* [SOURCE DATA]
================

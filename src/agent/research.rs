//! Research Service
//!
//! Retrieval seam used by the researcher role. The orchestrator only
//! depends on this trait; backends (vector, graph, hybrid) live elsewhere.

use async_trait::async_trait;
use serde::{Deserialize, Serialize};

#[derive(Debug, Clone, Copy, Default, PartialEq, Eq, Serialize, Deserialize)]
#[serde(rename_all = "snake_case")]
pub enum RetrievalStrategy {
    Vector,
    Graph,
    #[default]
    Hybrid,
}

#[derive(Debug, Clone, Serialize, Deserialize)]
pub struct ResearchQuery {
    pub text: String,
    pub tenant_id: String,
    pub top_k: usize,
    pub strategy: RetrievalStrategy,
    pub max_hops: u32,
}

impl ResearchQuery {
    pub fn new(text: impl Into<String>, tenant_id: impl Into<String>) -> Self {
        Self {
            text: text.into(),
            tenant_id: tenant_id.into(),
            top_k: 5,
            strategy: RetrievalStrategy::default(),
            max_hops: 2,
        }
    }
}

#[derive(Debug, Clone, PartialEq, Serialize, Deserialize)]
pub struct Citation {
    pub source: String,
    #[serde(default, skip_serializing_if = "Option::is_none")]
    pub title: Option<String>,
    #[serde(default, skip_serializing_if = "Option::is_none")]
    pub snippet: Option<String>,
    #[serde(default)]
    pub score: f32,
}

#[derive(Debug, Clone, PartialEq, Serialize, Deserialize)]
pub struct SearchHit {
    pub id: String,
    pub content: String,
    pub score: f32,
}

#[derive(Debug, Clone, Default, Serialize, Deserialize)]
pub struct ResearchResult {
    pub text: String,
    pub citations: Vec<Citation>,
    pub search_results: Vec<SearchHit>,
    pub total_latency_ms: u64,
}

#[async_trait]
pub trait ResearchService: Send + Sync {
    async fn query(&self, query: ResearchQuery) -> anyhow::Result<ResearchResult>;
}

================

* [WHAT IS NEEDED] What is needed is an exact transcription of every entry.

* [WRITTEN REPLY]
filename src/agent/research.rs
//! Research Service
//!
//! Retrieval seam used by the researcher role. The orchestrator only
//! depends on this trait; backends (vector, graph, hybrid) live elsewhere.

use async_trait::async_trait;
use serde::{Deserialize, Serialize};

#[derive(Debug, Clone, Copy, Default, PartialEq, Eq, Serialize, Deserialize)]
#[serde(rename_all = "snake_case")]
pub enum RetrievalStrategy {
    Vector,
    Graph,
    #[default]
    Hybrid,
}

#[derive(Debug, Clone, Serialize, Deserialize)]
pub struct ResearchQuery {
    pub text: String,
    pub tenant_id: String,
    pub top_k: usize,
    pub strategy: RetrievalStrategy,
    pub max_hops: u32,
}

impl ResearchQuery {
    pub fn new(text: impl Into<String>, tenant_id: impl Into<String>) -> Self {
        Self {
            text: text.into(),
            tenant_id: tenant_id.into(),
            top_k: 5,
            strategy: RetrievalStrategy::default(),
            max_hops: 2,
        }
    }
}

#[derive(Debug, Clone, PartialEq, Serialize, Deserialize)]
pub struct Citation {
    pub source: String,
    #[serde(default, skip_serializing_if = "Option::is_none")]
    pub title: Option<String>,
    #[serde(default, skip_serializing_if = "Option::is_none")]
    pub snippet: Option<String>,
    #[serde(default)]
    pub score: f32,
}

#[derive(Debug, Clone, PartialEq, Serialize, Deserialize)]
pub struct SearchHit {
    pub id: String,
    pub content: String,
    pub score: f32,
}

#[derive(Debug, Clone, Default, Serialize, Deserialize)]
pub struct ResearchResult {
    pub text: String,
    pub citations: Vec<Citation>,
    pub search_results: Vec<SearchHit>,
    pub total_latency_ms: u64,
}

#[async_trait]
pub trait ResearchService: Send + Sync {
    async fn query(&self, query: ResearchQuery) -> anyhow::Result<ResearchResult>;
}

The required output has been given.